• Extracted data:

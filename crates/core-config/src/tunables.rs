//! Timing and sizing tunables.
//!
//! Keys are kebab-case in the settings file (`{"cursor-settle": 12000}`) and
//! SCREAMING_SNAKE in the environment (`GHOSTTOUCH_CURSOR_SETTLE=12000`).
//! The settings file wins over the environment, which wins over the
//! compile-time default. All timing values are microseconds unless the key
//! says otherwise.

use std::path::Path;
use std::time::Duration;

use serde_json::Value;
use tracing::{debug, warn};

use crate::paths::config_dirs;

const SETTINGS_FILE_NAME: &str = "settings.json";
const ENV_PREFIX: &str = "GHOSTTOUCH_";

/// Resolved tunables, loaded once per process.
#[derive(Debug, Clone, PartialEq)]
pub struct Tunables {
    /// Sleep after each cursor warp.
    pub cursor_settle: Duration,
    /// Sleep between the two halves of the position nudge.
    pub nudge_settle: Duration,
    /// Primary-button hold for a tap.
    pub click_hold: Duration,
    /// Per-tap hold inside a double tap.
    pub double_tap_hold: Duration,
    /// Gap between the two taps of a double tap.
    pub double_tap_gap: Duration,
    /// Hold after button-down before drag movement starts.
    pub drag_mode_hold: Duration,
    /// Sleep after the focus pre-click before typing.
    pub focus_settle: Duration,
    /// Sleep between keystroke chunks.
    pub keystroke_delay: Duration,
    /// Hold of a single keystroke chunk.
    pub key_hold: Duration,
    /// Extra delay between a dead key and its base key.
    pub dead_key_delay: Duration,
    /// Number of drag sub-steps.
    pub drag_interpolation_steps: u32,
    /// Number of swipe sub-steps.
    pub swipe_interpolation_steps: u32,
    /// Pixels per scroll-wheel tick.
    pub scroll_pixel_scale: f64,
    /// Characters per keyboard report batch.
    pub hid_typing_chunk_size: usize,
    /// Per-client socket receive/send timeout.
    pub recv_timeout: Duration,
    /// Consecutive idle timeouts before a client is dropped.
    pub idle_max_timeouts: u32,
}

impl Default for Tunables {
    fn default() -> Self {
        Self {
            cursor_settle: Duration::from_micros(10_000),
            nudge_settle: Duration::from_micros(5_000),
            click_hold: Duration::from_micros(80_000),
            double_tap_hold: Duration::from_micros(40_000),
            double_tap_gap: Duration::from_micros(50_000),
            drag_mode_hold: Duration::from_micros(150_000),
            focus_settle: Duration::from_micros(200_000),
            keystroke_delay: Duration::from_micros(15_000),
            key_hold: Duration::from_micros(20_000),
            dead_key_delay: Duration::from_micros(30_000),
            drag_interpolation_steps: 60,
            swipe_interpolation_steps: 20,
            scroll_pixel_scale: 8.0,
            hid_typing_chunk_size: 15,
            recv_timeout: Duration::from_secs(5),
            idle_max_timeouts: 4,
        }
    }
}

impl Tunables {
    /// Load using the discovered settings file and the process environment.
    pub fn load() -> Self {
        Self::from_settings(&Settings::discover())
    }

    /// Load from an explicit settings file (tests, `--config` overrides).
    pub fn load_from(path: &Path) -> Self {
        Self::from_settings(&Settings::from_path(path))
    }

    fn from_settings(settings: &Settings) -> Self {
        let d = Self::default();
        Self {
            cursor_settle: settings.micros("cursor-settle", d.cursor_settle),
            nudge_settle: settings.micros("nudge-settle", d.nudge_settle),
            click_hold: settings.micros("click-hold", d.click_hold),
            double_tap_hold: settings.micros("double-tap-hold", d.double_tap_hold),
            double_tap_gap: settings.micros("double-tap-gap", d.double_tap_gap),
            drag_mode_hold: settings.micros("drag-mode-hold", d.drag_mode_hold),
            focus_settle: settings.micros("focus-settle", d.focus_settle),
            keystroke_delay: settings.micros("keystroke-delay", d.keystroke_delay),
            key_hold: settings.micros("key-hold", d.key_hold),
            dead_key_delay: settings.micros("dead-key-delay", d.dead_key_delay),
            drag_interpolation_steps: settings
                .integer("drag-interpolation-steps", d.drag_interpolation_steps as u64)
                as u32,
            swipe_interpolation_steps: settings
                .integer("swipe-interpolation-steps", d.swipe_interpolation_steps as u64)
                as u32,
            scroll_pixel_scale: settings.float("scroll-pixel-scale", d.scroll_pixel_scale),
            hid_typing_chunk_size: settings
                .integer("hid-typing-chunk-size", d.hid_typing_chunk_size as u64)
                as usize,
            recv_timeout: Duration::from_secs(
                settings.integer("recv-timeout-sec", d.recv_timeout.as_secs()),
            ),
            idle_max_timeouts: settings.integer("idle-max-timeouts", d.idle_max_timeouts as u64)
                as u32,
        }
    }
}

/// Raw settings source: parsed file object plus environment lookups.
struct Settings {
    file: serde_json::Map<String, Value>,
}

impl Settings {
    fn discover() -> Self {
        for dir in config_dirs() {
            let path = dir.join(SETTINGS_FILE_NAME);
            if path.is_file() {
                return Self::from_path(&path);
            }
        }
        Self {
            file: serde_json::Map::new(),
        }
    }

    fn from_path(path: &Path) -> Self {
        let file = match std::fs::read_to_string(path) {
            Ok(content) => match serde_json::from_str::<Value>(&content) {
                Ok(Value::Object(map)) => {
                    debug!(target: "config", file = %path.display(), keys = map.len(), "settings_loaded");
                    map
                }
                Ok(_) => {
                    warn!(target: "config", file = %path.display(), "settings_not_an_object");
                    serde_json::Map::new()
                }
                Err(e) => {
                    warn!(target: "config", file = %path.display(), error = %e, "settings_parse_error");
                    serde_json::Map::new()
                }
            },
            Err(_) => serde_json::Map::new(),
        };
        Self { file }
    }

    /// `GHOSTTOUCH_<KEY>` with the kebab-case key upper-snaked.
    fn env_key(key: &str) -> String {
        let mut out = String::from(ENV_PREFIX);
        out.extend(key.chars().map(|c| match c {
            '-' => '_',
            other => other.to_ascii_uppercase(),
        }));
        out
    }

    fn integer(&self, key: &str, default: u64) -> u64 {
        if let Some(v) = self.file.get(key).and_then(Value::as_u64) {
            return v;
        }
        if let Ok(raw) = std::env::var(Self::env_key(key)) {
            match raw.parse::<u64>() {
                Ok(v) => return v,
                Err(_) => {
                    warn!(target: "config", key, value = raw.as_str(), "env_override_not_an_integer")
                }
            }
        }
        default
    }

    fn float(&self, key: &str, default: f64) -> f64 {
        if let Some(v) = self.file.get(key).and_then(Value::as_f64) {
            return v;
        }
        if let Ok(raw) = std::env::var(Self::env_key(key)) {
            match raw.parse::<f64>() {
                Ok(v) => return v,
                Err(_) => {
                    warn!(target: "config", key, value = raw.as_str(), "env_override_not_a_number")
                }
            }
        }
        default
    }

    fn micros(&self, key: &str, default: Duration) -> Duration {
        Duration::from_micros(self.integer(key, default.as_micros() as u64))
    }
}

• Exercise objective:
Copy every line of the listing that contains the word "display".

• Reply to the task:
                    debug!(target: "config", file = %path.display(), keys = map.len(), "settings_loaded");
                    warn!(target: "config", file = %path.display(), "settings_not_an_object");
                    warn!(target: "config", file = %path.display(), error = %e, "settings_parse_error");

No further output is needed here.